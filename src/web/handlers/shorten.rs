//! Shorten form submission handler.

use askama::Template;
use askama_web::WebTemplate;
use axum::{
    Form,
    extract::State,
    response::{IntoResponse, Response},
};
use serde::Deserialize;

use super::home::IndexTemplate;
use crate::application::services::LinkService;
use crate::domain::entities::LinkRequest;
use crate::error::AppError;
use crate::state::AppState;

/// Display format for the expiration date.
const EXPIRATION_FORMAT: &str = "%Y-%m-%d %H:%M";

/// Raw form fields. Parsing and validation happen in the service.
#[derive(Debug, Default, Deserialize)]
#[serde(default)]
pub struct ShortenForm {
    pub url: String,
    pub alias: String,
    pub expiration: String,
}

/// Result page for a freshly created link.
///
/// Renders `templates/shorten.html`.
#[derive(Template, WebTemplate)]
#[template(path = "shorten.html")]
pub struct ShortenTemplate {
    pub title: String,
    pub short_url: String,
    pub metrics_url: String,
    pub expiration_date: String,
}

/// Creates a short link from the home page form.
///
/// # Endpoint
///
/// `POST /shorten` (`application/x-www-form-urlencoded`)
///
/// # Response
///
/// - **200 OK**: result page with short URL, metrics URL and expiration date
/// - **400 / 409 / 500**: the form again, with an inline error and the
///   submitted values filled back in
pub async fn shorten_form_handler(
    State(state): State<AppState>,
    Form(form): Form<ShortenForm>,
) -> Response {
    let request = LinkRequest::from_form(&form.url, &form.alias, &form.expiration);

    match state.link_service.shorten(request).await {
        Ok(link) => ShortenTemplate {
            title: state.site.title.clone(),
            short_url: LinkService::short_url(&state.site.base_url, &link.code),
            metrics_url: LinkService::metrics_url(&state.site.base_url, &link.code),
            expiration_date: link.expires_at.format(EXPIRATION_FORMAT).to_string(),
        }
        .into_response(),
        Err(e) => {
            let status = e.status_code();
            let template = IndexTemplate {
                title: state.site.title.clone(),
                error: Some(form_error_message(&e)),
                url: form.url,
                alias: form.alias,
                expiration: form.expiration,
            };
            (status, template).into_response()
        }
    }
}

fn form_error_message(error: &AppError) -> String {
    match error {
        AppError::StoreUnavailable { .. } => {
            "Something went wrong, please try again later.".to_string()
        }
        other => other.to_string(),
    }
}
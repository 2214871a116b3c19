use anyhow::Result;
use tinylink::config::{self, Config};
use tinylink::server;
use tracing_subscriber::EnvFilter;

#[tokio::main]
async fn main() -> Result<()> {
    // A missing .env file is fine; the environment may be set by other means
    let dotenv = dotenvy::dotenv();

    let config = config::load_from_env()?;
    init_tracing(&config);

    if let Err(e) = dotenv
        && !e.not_found()
    {
        tracing::warn!("Failed to read .env file: {}", e);
    }

    config.print_summary();

    server::run(config).await
}

fn init_tracing(config: &Config) {
    let filter =
        EnvFilter::try_new(&config.log_level).unwrap_or_else(|_| EnvFilter::new("info"));

    let builder = tracing_subscriber::fmt()
        .with_env_filter(filter)
        .with_target(false);

    if config.log_format == "json" {
        builder.json().init();
    } else {
        builder.init();
    }
}
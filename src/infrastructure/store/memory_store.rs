//! In-process store used for local runs and tests.

use std::collections::HashMap;
use std::sync::{Arc, Mutex, MutexGuard, PoisonError};
use std::time::Duration;

use chrono::{DateTime, Utc};

use crate::utils::clock::Clock;

struct Entry {
    value: String,
    expires_at: Option<DateTime<Utc>>,
}

#[derive(Default)]
struct State {
    entries: HashMap<String, Entry>,
    counters: HashMap<String, i64>,
}

/// Expiring string map plus a counter map, driven by an injectable clock.
///
/// Expired entries are dropped lazily on access, the same way Redis treats
/// them from a client's point of view. Counters never expire.
pub struct MemoryStore {
    state: Mutex<State>,
    clock: Arc<dyn Clock>,
}

impl MemoryStore {
    pub fn new(clock: Arc<dyn Clock>) -> Self {
        Self {
            state: Mutex::new(State::default()),
            clock,
        }
    }

    fn lock(&self) -> MutexGuard<'_, State> {
        self.state.lock().unwrap_or_else(PoisonError::into_inner)
    }

    fn deadline(&self, ttl: Duration) -> Option<DateTime<Utc>> {
        chrono::Duration::from_std(ttl)
            .ok()
            .and_then(|ttl| self.clock.now().checked_add_signed(ttl))
    }

    /// Drops `key` if it has expired and reports whether it is still live.
    fn purge_expired(&self, state: &mut State, key: &str) -> bool {
        let now = self.clock.now();
        let expired = match state.entries.get(key) {
            Some(entry) => entry.expires_at.is_some_and(|at| at <= now),
            None => return false,
        };
        if expired {
            state.entries.remove(key);
        }
        !expired
    }

    /// Stores `value` under `key`, replacing any previous entry.
    pub fn set(&self, key: &str, value: &str, ttl: Duration) {
        let expires_at = self.deadline(ttl);
        self.lock().entries.insert(
            key.to_string(),
            Entry {
                value: value.to_string(),
                expires_at,
            },
        );
    }

    /// Stores `value` only when no live entry exists. Returns whether it was written.
    pub fn set_if_absent(&self, key: &str, value: &str, ttl: Duration) -> bool {
        let expires_at = self.deadline(ttl);
        let mut state = self.lock();
        if self.purge_expired(&mut state, key) {
            return false;
        }
        state.entries.insert(
            key.to_string(),
            Entry {
                value: value.to_string(),
                expires_at,
            },
        );
        true
    }

    pub fn get(&self, key: &str) -> Option<String> {
        let mut state = self.lock();
        if !self.purge_expired(&mut state, key) {
            return None;
        }
        state.entries.get(key).map(|entry| entry.value.clone())
    }

    pub fn exists(&self, key: &str) -> bool {
        let mut state = self.lock();
        self.purge_expired(&mut state, key)
    }

    /// Adds one to the counter, creating it at zero first.
    pub fn incr(&self, key: &str) -> i64 {
        let mut state = self.lock();
        let counter = state.counters.entry(key.to_string()).or_insert(0);
        *counter += 1;
        *counter
    }

    pub fn counter(&self, key: &str) -> Option<i64> {
        self.lock().counters.get(key).copied()
    }

    pub fn delete_counter(&self, key: &str) {
        self.lock().counters.remove(key);
    }
}
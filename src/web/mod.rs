//! Server-rendered pages.
//!
//! Uses Askama templates from `templates/`.
//!
//! # Modules
//!
//! - [`handlers`] - Template rendering handlers
//! - [`routes`] - Page route configuration

pub mod handlers;
pub mod routes;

========

→ About this exercise
Would you please copy every line in the data that contains the word "chrono"?

→ Solution for this task
use chrono::{DateTime, Utc};
        chrono::Duration::from_std(ttl)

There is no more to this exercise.